Grupo de controle

Postado em: 15th novembro 2016 por Vanessa Barbara em Caderno 2, Crônicas, O Estado de São Paulo

O Estado de São Paulo – Caderno 2
14 de novembro de 2016

por Vanessa Barbara

Há sempre aquele momento na vida em que você, que foi aceita num protocolo de pesquisa experimental de um grande hospital paulistano, tem que se deparar com a desagradável descoberta de que caiu no grupo de controle.

Aos que não estão familiarizados com o excitante mundo da pesquisa científica, um grupo de controle consiste naquele conjunto de infelizes que não receberão o tratamento que é foco do estudo, mas que não foram informados deste pormenor. Serve sobretudo como referência para a medição da eficácia do fator testado no grupo “de verdade”. Em suma, é o conjunto de pobres-diabos que toma a pílula de açúcar e recebe uns passes de vapores místicos de cânfora que teoricamente seriam eficazes em realinhar os chacras do duodeno, enquanto os sortudos tomam antibiótico.

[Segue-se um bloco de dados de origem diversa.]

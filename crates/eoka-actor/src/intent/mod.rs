//! Intent resolution: from a user request to something actionable.
//!
//! Two paths, tried in order:
//!
//! 1. **Structured.** Score every intent of an [`IntentCatalog`] by keyword
//!    overlap with the request. A match of at least medium confidence yields
//!    a [`StructuredIntent`] with extracted field values and a
//!    [`Validation`].
//! 2. **Heuristic.** Pick an action verb by keyword family and pull the
//!    target (and for typing, the literal text) out of the phrase. Yields a
//!    [`Command`].
//!
//! Field extraction looks for `<field>: value` or `<field> value` and takes a
//! single whitespace-delimited token, so multi-word values such as full
//! names are cut after the first word.

mod catalog;
mod heuristic;

pub use catalog::{ActionDef, Category, FieldDef, FieldType, IntentCatalog, IntentDef};
pub use heuristic::SCROLL_STEP;

use regex::Regex;
use serde::Serialize;
use std::collections::{BTreeMap, HashSet};
use std::fmt;
use tracing::debug;

use crate::action::ActionKind;

/// Score a structured intent needs for high confidence.
pub const STRUCTURED_HIGH: u32 = 50;
/// Score a structured intent needs for medium confidence.
pub const STRUCTURED_MEDIUM: u32 = 30;

const NAME_KEYWORD_WEIGHT: u32 = 30;
const FIELD_NAME_WEIGHT: u32 = 20;
const CONTENT_WORD_WEIGHT: u32 = 10;

#[derive(Debug, Clone, Copy, PartialEq, Eq, PartialOrd, Ord, Serialize)]
#[serde(rename_all = "lowercase")]
pub enum Confidence {
    Low,
    Medium,
    High,
}

impl Confidence {
    /// Band a score: `>= high` is high, `>= medium` is medium.
    pub fn band(score: u32, high: u32, medium: u32) -> Self {
        if score >= high {
            Self::High
        } else if score >= medium {
            Self::Medium
        } else {
            Self::Low
        }
    }

    pub fn as_str(self) -> &'static str {
        match self {
            Self::Low => "low",
            Self::Medium => "medium",
            Self::High => "high",
        }
    }
}

impl fmt::Display for Confidence {
    fn fmt(&self, f: &mut fmt::Formatter<'_>) -> fmt::Result {
        f.write_str(self.as_str())
    }
}

/// Outcome of interpreting one request.
#[derive(Debug, Clone, PartialEq)]
pub enum Resolution {
    Structured(StructuredIntent),
    NaturalLanguage(Command),
    NoMatch { suggestion: String },
}

impl Resolution {
    pub fn as_command(&self) -> Option<&Command> {
        match self {
            Self::NaturalLanguage(cmd) => Some(cmd),
            _ => None,
        }
    }

    pub fn as_structured(&self) -> Option<&StructuredIntent> {
        match self {
            Self::Structured(s) => Some(s),
            _ => None,
        }
    }
}

/// A request matched against the catalog.
#[derive(Debug, Clone, PartialEq, Serialize)]
#[serde(rename_all = "camelCase")]
pub struct StructuredIntent {
    pub category: String,
    pub intent: String,
    /// Catalog action that best fits the request.
    pub action: Option<String>,
    /// Extracted field values by field name.
    pub fields: BTreeMap<String, String>,
    pub validation: Validation,
    pub score: u32,
    pub confidence: Confidence,
}

/// Field problems of a structured match. Reported, never raised.
#[derive(Debug, Clone, Default, PartialEq, Serialize)]
#[serde(rename_all = "camelCase")]
pub struct Validation {
    pub missing_fields: Vec<String>,
    pub type_mismatches: Vec<TypeMismatch>,
}

impl Validation {
    pub fn is_valid(&self) -> bool {
        self.missing_fields.is_empty() && self.type_mismatches.is_empty()
    }
}

#[derive(Debug, Clone, PartialEq, Serialize)]
pub struct TypeMismatch {
    pub field: String,
    pub expected: FieldType,
    pub value: String,
}

/// An action verb with its target, parsed from free text.
#[derive(Debug, Clone, PartialEq, Serialize)]
#[serde(rename_all = "camelCase")]
pub struct Command {
    pub action: ActionKind,
    /// Normalized description of the element to act on.
    pub target: Option<String>,
    /// Literal text, for typing.
    pub text: Option<String>,
    /// Vertical pixels, for relative scrolling.
    pub delta: Option<f64>,
    pub confidence: Confidence,
}

impl Command {
    pub fn new(action: ActionKind, confidence: Confidence) -> Self {
        Self {
            action,
            target: None,
            text: None,
            delta: None,
            confidence,
        }
    }

    pub fn target(mut self, target: impl Into<String>) -> Self {
        self.target = Some(target.into());
        self
    }

    pub fn maybe_target(mut self, target: Option<String>) -> Self {
        self.target = target;
        self
    }

    pub fn text(mut self, text: impl Into<String>) -> Self {
        self.text = Some(text.into());
        self
    }
}

/// Resolve a user request, optionally limited to one catalog category.
pub fn resolve(catalog: &IntentCatalog, request: &str, category: Option<&str>) -> Resolution {
    let request = request.trim();
    if request.is_empty() {
        return Resolution::NoMatch {
            suggestion: "Describe what to do, e.g. \"click the submit button\"".into(),
        };
    }

    if let Some(found) = match_structured(catalog, request, category) {
        if found.confidence > Confidence::Low {
            debug!(
                intent = %found.intent,
                score = found.score,
                confidence = %found.confidence,
                "structured intent"
            );
            return Resolution::Structured(found);
        }
        debug!(intent = %found.intent, score = found.score, "structured match too weak");
    }

    match heuristic::parse(request) {
        Some(cmd) => {
            debug!(action = %cmd.action, target = ?cmd.target, "heuristic intent");
            Resolution::NaturalLanguage(cmd)
        }
        None => Resolution::NoMatch {
            suggestion: "Name the element to act on, e.g. \"click the login button\"".into(),
        },
    }
}

/// Lower-case alphanumeric tokens.
fn tokens(s: &str) -> impl Iterator<Item = String> + '_ {
    s.split(|c: char| !c.is_alphanumeric())
        .filter(|w| !w.is_empty())
        .map(str::to_lowercase)
}

fn content_words(s: &str) -> HashSet<String> {
    tokens(s).filter(|w| w.chars().count() > 3).collect()
}

fn match_structured(
    catalog: &IntentCatalog,
    request: &str,
    category: Option<&str>,
) -> Option<StructuredIntent> {
    let lower = request.to_lowercase();
    let request_tokens: HashSet<String> = tokens(request).collect();
    let request_words = content_words(request);

    let mut best: Option<(u32, &Category, &IntentDef)> = None;
    for (cat, intent) in catalog.intents() {
        if category.is_some_and(|c| !cat.name.eq_ignore_ascii_case(c)) {
            continue;
        }
        let score = score_intent(intent, &lower, &request_tokens, &request_words);
        if best.map_or(true, |(s, _, _)| score > s) {
            best = Some((score, cat, intent));
        }
    }

    let (score, cat, intent) = best?;
    let fields = extract_fields(intent, request);
    let validation = validate_fields(intent, &fields);
    Some(StructuredIntent {
        category: cat.name.clone(),
        intent: intent.name.clone(),
        action: pick_action(intent, &request_words),
        fields,
        validation,
        score,
        confidence: Confidence::band(score, STRUCTURED_HIGH, STRUCTURED_MEDIUM),
    })
}

fn score_intent(
    intent: &IntentDef,
    lower: &str,
    request_tokens: &HashSet<String>,
    request_words: &HashSet<String>,
) -> u32 {
    let keywords: HashSet<String> = tokens(&intent.name).collect();
    let name_hits = keywords.iter().filter(|k| request_tokens.contains(*k)).count() as u32;

    let field_hits = intent
        .fields
        .iter()
        .filter(|f| lower.contains(&f.name.to_lowercase()))
        .count() as u32;

    let described: HashSet<String> = intent
        .actions
        .iter()
        .flat_map(|a| content_words(&a.description))
        .collect();
    let shared = request_words.intersection(&described).count() as u32;

    name_hits * NAME_KEYWORD_WEIGHT + field_hits * FIELD_NAME_WEIGHT + shared * CONTENT_WORD_WEIGHT
}

fn pick_action(intent: &IntentDef, request_words: &HashSet<String>) -> Option<String> {
    let mut best: Option<(usize, &ActionDef)> = None;
    for action in &intent.actions {
        let shared = content_words(&action.description)
            .intersection(request_words)
            .count();
        if best.map_or(true, |(s, _)| shared > s) {
            best = Some((shared, action));
        }
    }
    best.map(|(_, a)| a.name.clone())
}

fn extract_fields(intent: &IntentDef, request: &str) -> BTreeMap<String, String> {
    let mut out = BTreeMap::new();
    for field in &intent.fields {
        let pattern = format!(r"(?i)\b{}[:\s]\s*(\S+)", regex::escape(&field.name));
        let Ok(re) = Regex::new(&pattern) else {
            debug!(field = %field.name, "unusable field name");
            continue;
        };
        if let Some(value) = re.captures(request).and_then(|c| c.get(1)) {
            let value = value.as_str().trim_end_matches([',', ';']);
            if !value.is_empty() {
                out.insert(field.name.clone(), value.to_string());
            }
        }
    }
    out
}

fn validate_fields(intent: &IntentDef, values: &BTreeMap<String, String>) -> Validation {
    let mut validation = Validation::default();
    for field in &intent.fields {
        match values.get(&field.name) {
            None if field.required => validation.missing_fields.push(field.name.clone()),
            None => {}
            Some(v) if !field.kind.accepts(v) => validation.type_mismatches.push(TypeMismatch {
                field: field.name.clone(),
                expected: field.kind,
                value: v.clone(),
            }),
            Some(_) => {}
        }
    }
    validation
}

#[cfg(test)]
mod tests {
    use super::*;

    fn builtin() -> IntentCatalog {
        IntentCatalog::builtin().unwrap()
    }

    #[test]
    fn confidence_bands() {
        assert_eq!(Confidence::band(50, 50, 30), Confidence::High);
        assert_eq!(Confidence::band(49, 50, 30), Confidence::Medium);
        assert_eq!(Confidence::band(30, 50, 30), Confidence::Medium);
        assert_eq!(Confidence::band(29, 50, 30), Confidence::Low);
    }

    #[test]
    fn structured_match_extracts_fields() {
        let r = resolve(
            &builtin(),
            "Put me on the newsletter, email: jane@example.org",
            None,
        );
        let s = r.as_structured().expect("structured");
        assert_eq!(s.intent, "newsletter_signup");
        assert_eq!(s.category, "newsletter");
        // newsletter (+30) and the email field (+20)
        assert_eq!(s.score, 50);
        assert_eq!(s.confidence, Confidence::High);
        assert_eq!(s.fields.get("email").map(String::as_str), Some("jane@example.org"));
        assert!(s.validation.is_valid());
        assert_eq!(s.action.as_deref(), Some("subscribe"));
    }

    #[test]
    fn missing_and_mistyped_fields_are_reported() {
        let r = resolve(&builtin(), "newsletter signup please", None);
        let s = r.as_structured().expect("structured");
        assert_eq!(s.validation.missing_fields, ["email"]);

        let r = resolve(&builtin(), "newsletter signup with email: nope", None);
        let s = r.as_structured().expect("structured");
        assert!(s.validation.missing_fields.is_empty());
        assert_eq!(s.validation.type_mismatches.len(), 1);
        assert_eq!(s.validation.type_mismatches[0].field, "email");
        assert_eq!(s.validation.type_mismatches[0].expected, FieldType::Email);
    }

    #[test]
    fn field_values_are_single_tokens() {
        let catalog = IntentCatalog::from_yaml(
            r#"
categories:
  - name: people
    intents:
      - name: add_contact
        fields:
          - { name: fullname, required: true }
"#,
        )
        .unwrap();
        let r = resolve(&catalog, "add contact fullname: Jane Doe", None);
        let s = r.as_structured().expect("structured");
        assert_eq!(s.fields.get("fullname").map(String::as_str), Some("Jane"));
    }

    #[test]
    fn category_hint_limits_the_search() {
        let r = resolve(
            &builtin(),
            "Put me on the newsletter, email: jane@example.org",
            Some("support"),
        );
        assert!(r.as_structured().is_none());
    }

    #[test]
    fn weak_structured_match_falls_through() {
        // Only the email field name hits (+20): low, so the heuristic path answers.
        let r = resolve(&builtin(), "type john@example.com into the email field", None);
        let cmd = r.as_command().expect("heuristic");
        assert_eq!(cmd.action, ActionKind::Type);
        assert_eq!(cmd.text.as_deref(), Some("john@example.com"));
        assert_eq!(cmd.target.as_deref(), Some("email"));
    }

    #[test]
    fn click_submit_resolves_heuristically() {
        let r = resolve(&builtin(), "click the submit button", None);
        let cmd = r.as_command().expect("heuristic");
        assert_eq!(cmd.action, ActionKind::Click);
        assert_eq!(cmd.target.as_deref(), Some("submit"));
    }

    #[test]
    fn empty_request_is_no_match() {
        assert!(matches!(
            resolve(&builtin(), "   ", None),
            Resolution::NoMatch { .. }
        ));
        assert!(matches!(
            resolve(&IntentCatalog::default(), "the", None),
            Resolution::NoMatch { .. }
        ));
    }
}
impl ActionRequest {
    pub fn new(action: ActionKind) -> Self {
        Self {
            action,
            selector: None,
            text: None,
            x: None,
            y: None,
            timeout: None,
            simulate_typing: None,
            scroll_options: None,
        }
    }

    pub fn selector(mut self, selector: impl Into<String>) -> Self {
        self.selector = Some(selector.into());
        self
    }

    pub fn text(mut self, text: impl Into<String>) -> Self {
        self.text = Some(text.into());
        self
    }

    pub fn at(mut self, x: f64, y: f64) -> Self {
        self.x = Some(x);
        self.y = Some(y);
        self
    }

    pub fn timeout_ms(mut self, ms: u64) -> Self {
        self.timeout = Some(ms);
        self
    }

    pub fn simulate_typing(mut self, simulate: bool) -> Self {
        self.simulate_typing = Some(simulate);
        self
    }

    pub fn scroll_options(mut self, options: ScrollOptions) -> Self {
        self.scroll_options = Some(options);
        self
    }

    /// `scrollTo` with a selector means scrolling that element into view.
    pub fn normalize(mut self) -> Self {
        if self.action == ActionKind::ScrollTo && self.selector.is_some() {
            self.action = ActionKind::ScrollToElement;
        }
        self
    }

    /// Check parameters and produce the typed action. No DOM access happens here.
    pub fn validate(&self) -> Result<Action> {
        let kind = self.action;
        let selector = || -> Result<String> {
            match self.selector.as_deref().map(str::trim) {
                Some(s) if !s.is_empty() => Ok(s.to_string()),
                _ => Err(Error::MissingParameter {
                    action: kind,
                    param: "selector",
                }),
            }
        };
        let text = || -> Result<String> {
            match self.text.as_deref() {
                Some(t) if !t.is_empty() => Ok(t.to_string()),
                _ => Err(Error::MissingParameter {
                    action: kind,
                    param: "text",
                }),
            }
        };
        let options = self.scroll_options.unwrap_or_default();
        let x = self.x.unwrap_or(0.0);
        let y = self.y.unwrap_or(0.0);

        Ok(match kind {
            ActionKind::Click => Action::Click {
                selector: selector()?,
            },
            ActionKind::Type => Action::Type {
                selector: selector()?,
                text: text()?,
                simulate: self.simulate_typing.unwrap_or(true),
            },
            ActionKind::TypeFast => Action::TypeFast {
                selector: selector()?,
                text: text()?,
            },
            ActionKind::Clear => Action::Clear {
                selector: selector()?,
            },
            ActionKind::WaitForElement => Action::WaitForElement {
                selector: selector()?,
                timeout: self.timeout.map(Duration::from_millis),
            },
            ActionKind::ScrollTo => Action::ScrollTo { x, y },
            ActionKind::ScrollToTop => Action::ScrollToTop,
            ActionKind::ScrollToBottom => Action::ScrollToBottom,
            ActionKind::ScrollBy => Action::ScrollBy { x, y },
            ActionKind::ScrollToElement => Action::ScrollToElement {
                selector: selector()?,
                options,
            },
            ActionKind::ScrollToElementTop => Action::ScrollToElementTop {
                selector: selector()?,
                options: options.with_block(ScrollAlign::Start),
            },
            ActionKind::ScrollToElementBottom => Action::ScrollToElementBottom {
                selector: selector()?,
                options: options.with_block(ScrollAlign::End),
            },
            ActionKind::ScrollPageDown => Action::ScrollPageDown,
            ActionKind::ScrollPageUp => Action::ScrollPageUp,
            ActionKind::Focus => Action::Focus {
                selector: selector()?,
            },
            ActionKind::Blur => Action::Blur {
                selector: selector()?,
            },
        })
    }
}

Sei que o grupo de controle é parte indissociável dos protocolos experimentais e que, sem ele, não teríamos como saber se o antibiótico tem o mesmo efeito da cânfora espiritual, mas, ainda assim, ninguém pensa com carinho em nós, os cavaleiros do desprendimento, mártires da ciência moderna, aos quais não resta nem o tênue alívio da possibilidade de ser curado. Apenas continuamos comparecendo às reuniões e preenchendo questionários com resignação e um certo senso de dever cívico similar ao de um mesário anarquista.

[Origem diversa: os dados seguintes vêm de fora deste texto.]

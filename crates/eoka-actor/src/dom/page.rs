//! [`Dom`] over a live `eoka::Page`: every primitive is one JS evaluation.

use std::time::Duration;

use eoka::Page;
use serde::Deserialize;
use serde_json::{json, Value};
use tracing::debug;

use super::{
    DomEvent, Dom, ElementInfo, InputKind, Scan, ScrollCommand, IDENTITY_ATTR, INTERACTIVE_QUERY,
};
use crate::action::ScrollOptions;
use crate::Result;

/// Transient attribute marking scanned nodes that still need an identity.
const SCAN_KEY_ATTR: &str = "data-eoka-key";

/// Enumerates interactive elements. Each element is read inside its own
/// try block so one bad node cannot fail the scan.
const SCAN_JS: &str = r#"
((limit, query, idAttr, keyAttr) => {
    const out = [];
    const carriers = new Map();
    for (const n of document.querySelectorAll('[' + idAttr + ']')) {
        const v = n.getAttribute(idAttr);
        carriers.set(v, (carriers.get(v) || 0) + 1);
    }
    window.__eokaKeySeq = window.__eokaKeySeq || 0;
    const trimText = n => (n.textContent || '').trim();

    for (const el of document.querySelectorAll(query)) {
        if (out.length >= limit) break;
        try {
            const attrs = {};
            for (const a of el.attributes) attrs[a.name] = a.value;

            let identity = el.getAttribute(idAttr);
            if (!identity || carriers.get(identity) !== 1) identity = null;

            let key = identity;
            if (identity === null) {
                key = el.getAttribute(keyAttr);
                if (!key) {
                    key = 'k' + (++window.__eokaKeySeq);
                    el.setAttribute(keyAttr, key);
                }
            }

            let labelText = null;
            if (el.id) {
                const label = document.querySelector('label[for=' + JSON.stringify(el.id) + ']');
                if (label) labelText = trimText(label);
            }

            let labelledbyText = null;
            const labelledBy = el.getAttribute('aria-labelledby');
            if (labelledBy) {
                labelledbyText = labelledBy.split(/\s+/)
                    .map(id => document.getElementById(id))
                    .filter(Boolean)
                    .map(trimText)
                    .join(' ') || null;
            }

            const p = el.parentElement;
            const parentTag = p && p.tagName !== 'BODY' ? p.tagName.toLowerCase() : null;
            const nthOfType = p
                ? [...p.children].filter(c => c.tagName === el.tagName).indexOf(el) + 1
                : 1;

            const r = el.getBoundingClientRect();
            const s = getComputedStyle(el);
            out.push({
                key,
                tag: el.tagName.toLowerCase(),
                attrs,
                text: (el.textContent || '').slice(0, 400),
                labelText,
                labelledbyText,
                identity,
                parentTag,
                nthOfType,
                bbox: { x: r.x, y: r.y, width: r.width, height: r.height },
                display: s.display,
                visibility: s.visibility,
                disabled: !!el.disabled,
            });
        } catch (e) {
            // skip this element
        }
    }
    return { nodes: out, taken: [...carriers.keys()] };
})
"#;

const STAMP_JS: &str = r#"
((pairs, idAttr, keyAttr) => {
    let stamped = 0;
    for (const [key, id] of pairs) {
        const el = document.querySelector('[' + keyAttr + '=' + JSON.stringify(key) + ']');
        if (!el) continue;
        el.setAttribute(idAttr, id);
        el.removeAttribute(keyAttr);
        stamped++;
    }
    return stamped;
})
"#;

const LOCATE_JS: &str = r#"
(sel => {
    const el = document.querySelector(sel);
    if (!el) return null;
    const formControl = el instanceof HTMLInputElement || el instanceof HTMLTextAreaElement;
    const input = formControl ? 'formControl' : (el.isContentEditable ? 'contentEditable' : 'other');
    const focusable = !el.disabled && (el.tabIndex >= 0 || el.isContentEditable);
    return { tag: el.tagName.toLowerCase(), input, focusable };
})
"#;

/// Writes through the prototype's own `value` setter so framework wrappers
/// installed on the instance do not swallow the change.
const WRITE_JS: &str = r#"
((sel, value) => {
    const el = document.querySelector(sel);
    if (!el) return false;
    if (el instanceof HTMLInputElement || el instanceof HTMLTextAreaElement) {
        const proto = el instanceof HTMLTextAreaElement
            ? HTMLTextAreaElement.prototype
            : HTMLInputElement.prototype;
        Object.getOwnPropertyDescriptor(proto, 'value').set.call(el, value);
    } else {
        el.textContent = value;
    }
    return true;
})
"#;

const READ_JS: &str = r#"
(sel => {
    const el = document.querySelector(sel);
    if (!el) return null;
    return el.isContentEditable ? el.textContent : (el.value ?? el.textContent);
})
"#;

const DISPATCH_JS: &str = r#"
((sel, type) => {
    const el = document.querySelector(sel);
    if (!el) return false;
    const ev = type === 'click'
        ? new MouseEvent('click', { bubbles: true, cancelable: true, view: window })
        : new Event(type, { bubbles: true });
    el.dispatchEvent(ev);
    return true;
})
"#;

const FOCUS_JS: &str = r#"
((sel, blur) => {
    const el = document.querySelector(sel);
    if (!el) return false;
    if (blur) el.blur(); else el.focus();
    return true;
})
"#;

/// Resolves `true` as soon as `sel` matches, `false` after `ms`. The
/// observer and the timer are released on both outcomes.
const WAIT_FOR_JS: &str = r#"
((sel, ms) => new Promise(resolve => {
    if (document.querySelector(sel)) return resolve(true);
    let timer = null;
    const observer = new MutationObserver(() => {
        if (document.querySelector(sel)) finish(true);
    });
    const finish = found => {
        observer.disconnect();
        clearTimeout(timer);
        resolve(found);
    };
    observer.observe(document, { subtree: true, childList: true, attributes: true });
    timer = setTimeout(() => finish(!!document.querySelector(sel)), ms);
}))
"#;

const SCROLL_INTO_VIEW_JS: &str = r#"
((sel, opts) => {
    const el = document.querySelector(sel);
    if (!el) return false;
    el.scrollIntoView(opts);
    return true;
})
"#;

/// `f(args...)` with JSON-encoded arguments.
fn call(function: &str, args: &[Value]) -> String {
    let args: Vec<String> = args.iter().map(Value::to_string).collect();
    format!("{}({})", function.trim(), args.join(","))
}

#[derive(Deserialize)]
#[serde(rename_all = "camelCase")]
struct RawInfo {
    tag: String,
    input: String,
    focusable: bool,
}

/// [`Dom`] backed by a Chrome page.
#[derive(Clone, Copy)]
pub struct PageDom<'a> {
    page: &'a Page,
}

impl<'a> PageDom<'a> {
    pub fn new(page: &'a Page) -> Self {
        Self { page }
    }

    /// Get a reference to the underlying Page.
    pub fn page(&self) -> &Page {
        self.page
    }
}

impl Dom for PageDom<'_> {
    async fn scan(&self, limit: usize) -> Result<Scan> {
        let js = call(
            SCAN_JS,
            &[
                json!(limit),
                json!(INTERACTIVE_QUERY),
                json!(IDENTITY_ATTR),
                json!(SCAN_KEY_ATTR),
            ],
        );
        let scan: Scan = self.page.evaluate(&js).await?;
        Ok(scan)
    }

    async fn stamp(&self, assignments: &[(String, String)]) -> Result<()> {
        if assignments.is_empty() {
            return Ok(());
        }
        let js = call(
            STAMP_JS,
            &[json!(assignments), json!(IDENTITY_ATTR), json!(SCAN_KEY_ATTR)],
        );
        let stamped: usize = self.page.evaluate(&js).await?;
        if stamped < assignments.len() {
            debug!(
                stamped,
                requested = assignments.len(),
                "some scanned nodes left the page before stamping"
            );
        }
        Ok(())
    }

    async fn locate(&self, selector: &str) -> Result<Option<ElementInfo>> {
        let raw: Option<RawInfo> = self.page.evaluate(&call(LOCATE_JS, &[json!(selector)])).await?;
        Ok(raw.map(|r| ElementInfo {
            tag: r.tag,
            input: match r.input.as_str() {
                "formControl" => InputKind::FormControl,
                "contentEditable" => InputKind::ContentEditable,
                _ => InputKind::Other,
            },
            focusable: r.focusable,
        }))
    }

    async fn focus(&self, selector: &str) -> Result<bool> {
        let js = call(FOCUS_JS, &[json!(selector), json!(false)]);
        Ok(self.page.evaluate(&js).await?)
    }

    async fn blur(&self, selector: &str) -> Result<bool> {
        let js = call(FOCUS_JS, &[json!(selector), json!(true)]);
        Ok(self.page.evaluate(&js).await?)
    }

    async fn dispatch(&self, selector: &str, event: DomEvent) -> Result<bool> {
        let js = call(DISPATCH_JS, &[json!(selector), json!(event.name())]);
        Ok(self.page.evaluate(&js).await?)
    }

    async fn read_value(&self, selector: &str) -> Result<Option<String>> {
        Ok(self.page.evaluate(&call(READ_JS, &[json!(selector)])).await?)
    }

    async fn write_value(&self, selector: &str, value: &str) -> Result<bool> {
        let js = call(WRITE_JS, &[json!(selector), json!(value)]);
        Ok(self.page.evaluate(&js).await?)
    }

    async fn scroll_window(&self, command: ScrollCommand) -> Result<()> {
        let js = match command {
            ScrollCommand::To { x, y } => format!("window.scrollTo({}, {})", json!(x), json!(y)),
            ScrollCommand::By { x, y } => format!("window.scrollBy({}, {})", json!(x), json!(y)),
            ScrollCommand::Top => "window.scrollTo(window.scrollX, 0)".to_string(),
            ScrollCommand::Bottom => {
                "window.scrollTo(window.scrollX, document.documentElement.scrollHeight)".to_string()
            }
            ScrollCommand::PageDown => "window.scrollBy(0, window.innerHeight)".to_string(),
            ScrollCommand::PageUp => "window.scrollBy(0, -window.innerHeight)".to_string(),
        };
        self.page.execute(&js).await?;
        Ok(())
    }

    async fn scroll_into_view(&self, selector: &str, options: ScrollOptions) -> Result<bool> {
        let opts = json!({
            "behavior": options.behavior.as_str(),
            "block": options.block.as_str(),
            "inline": options.inline.as_str(),
        });
        let js = call(SCROLL_INTO_VIEW_JS, &[json!(selector), opts]);
        Ok(self.page.evaluate(&js).await?)
    }

    async fn wait_for(&self, selector: &str, timeout: Duration) -> Result<bool> {
        let js = call(WAIT_FOR_JS, &[json!(selector), json!(timeout.as_millis() as u64)]);
        let found: bool = self.page.evaluate(&js).await?;
        if !found {
            debug!(selector, timeout_ms = timeout.as_millis() as u64, "wait_for gave up");
        }
        Ok(found)
    }
}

Não é que eu esteja me queixando, pois sei que, em última instância, todos pertencemos a um grupo de controle cósmico que um Deus empirista estabeleceu sobre a Terra. Tenho plena convicção de que, em algum lugar, existe um outro planeta com uma população estatisticamente idêntica à nossa, pelo menos em sua forma original (digamos, um Adão e uma Eva, ou uma série de chimpanzés bem-dispostos), à qual está sendo aplicado um tratamento existencial de primeira linha. Por exemplo: o grupo de verdade é exatamente igual ao nosso, só que com mais cachorros, e ele está submetido a uma ordem perfeita e ao benevolente desígnio divino em questões de vida ou morte. O grupo de controle ficou com o livre-arbítrio. (Deu no que deu.)

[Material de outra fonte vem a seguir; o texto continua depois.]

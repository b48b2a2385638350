use std::path::PathBuf;

use serde::{Deserialize, Serialize};

use crate::error::{Result, TallyError};

#[derive(Debug, Clone, Serialize, Deserialize)]
pub struct Settings {
    pub data_dir: String,
    /// Folder the bank exports its statement files into.
    #[serde(default)]
    pub statement_dir: String,
    #[serde(default = "default_true")]
    pub confirm_append: bool,
    #[serde(default = "default_true")]
    pub confirm_new_name: bool,
    #[serde(default)]
    pub confirm_menu_choice: bool,
}

fn default_true() -> bool {
    true
}

impl Default for Settings {
    fn default() -> Self {
        Self {
            data_dir: default_data_dir().to_string_lossy().to_string(),
            statement_dir: String::new(),
            confirm_append: true,
            confirm_new_name: true,
            confirm_menu_choice: false,
        }
    }
}

fn config_dir() -> PathBuf {
    dirs::home_dir()
        .unwrap_or_else(|| PathBuf::from("."))
        .join(".config")
        .join("tally")
}

fn settings_path() -> PathBuf {
    config_dir().join("settings.json")
}

fn default_data_dir() -> PathBuf {
    dirs::home_dir()
        .unwrap_or_else(|| PathBuf::from("."))
        .join("Documents")
        .join("tally")
}

pub fn load_settings() -> Settings {
    let path = settings_path();
    if path.exists() {
        let content = std::fs::read_to_string(&path).unwrap_or_default();
        serde_json::from_str(&content).unwrap_or_default()
    } else {
        Settings::default()
    }
}

pub fn save_settings(settings: &Settings) -> Result<()> {
    let dir = config_dir();
    std::fs::create_dir_all(&dir)?;
    let json = serde_json::to_string_pretty(settings)
        .map_err(|e| TallyError::Settings(e.to_string()))?;
    std::fs::write(settings_path(), format!("{json}\n"))?;
    Ok(())
}

pub fn get_data_dir() -> PathBuf {
    PathBuf::from(&load_settings().data_dir)
}

#[cfg(test)]
mod tests {
    use super::*;

    #[test]
    fn test_save_and_load_roundtrip() {
        let dir = tempfile::tempdir().unwrap();
        let path = dir.path().join("settings.json");
        let settings = Settings {
            data_dir: "/tmp/test".to_string(),
            statement_dir: "/tmp/statements".to_string(),
            confirm_append: false,
            confirm_new_name: true,
            confirm_menu_choice: true,
        };
        let json = serde_json::to_string_pretty(&settings).unwrap();
        std::fs::write(&path, &json).unwrap();
        let content = std::fs::read_to_string(&path).unwrap();
        let loaded: Settings = serde_json::from_str(&content).unwrap();
        assert_eq!(loaded.data_dir, "/tmp/test");
        assert_eq!(loaded.statement_dir, "/tmp/statements");
        assert!(!loaded.confirm_append);
        assert!(loaded.confirm_menu_choice);
    }

    #[test]
    fn test_defaults() {
        let s = Settings::default();
        assert!(s.statement_dir.is_empty());
        assert!(s.confirm_append);
        assert!(s.confirm_new_name);
        assert!(!s.confirm_menu_choice);
        assert!(!s.data_dir.is_empty());
    }

    #[test]
    fn test_load_merges_with_defaults() {
        let json = r#"{"data_dir": "/tmp/test"}"#;
        let s: Settings = serde_json::from_str(json).unwrap();
        assert!(s.confirm_append);
        assert!(s.confirm_new_name);
        assert_eq!(s.data_dir, "/tmp/test");
    }
}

Por outro lado, é bem possível que o tratamento em si não dê resultados e que nesse outro mundo também existam Donald Trump e pochetes, mas uma das particularidades de pertencer ao grupo de controle é necessariamente invejar a grama do vizinho e ficar se culpando por não ter caído com a turma certa. No caso da pesquisa do hospital, eu aposto que no grupo de verdade eles têm bolo, e que o coordenador está a essa altura ensinando passos de sapateado por absoluta falta do que fazer, já que a completa remissão dos sintomas foi alcançada na totalidade dos pacientes desde a segunda sessão.

Nós, do grupo de controle, já planejamos um motim para invadir a sala oito e clamar por justiça. Ou pelo menos por uma fatia de bolo.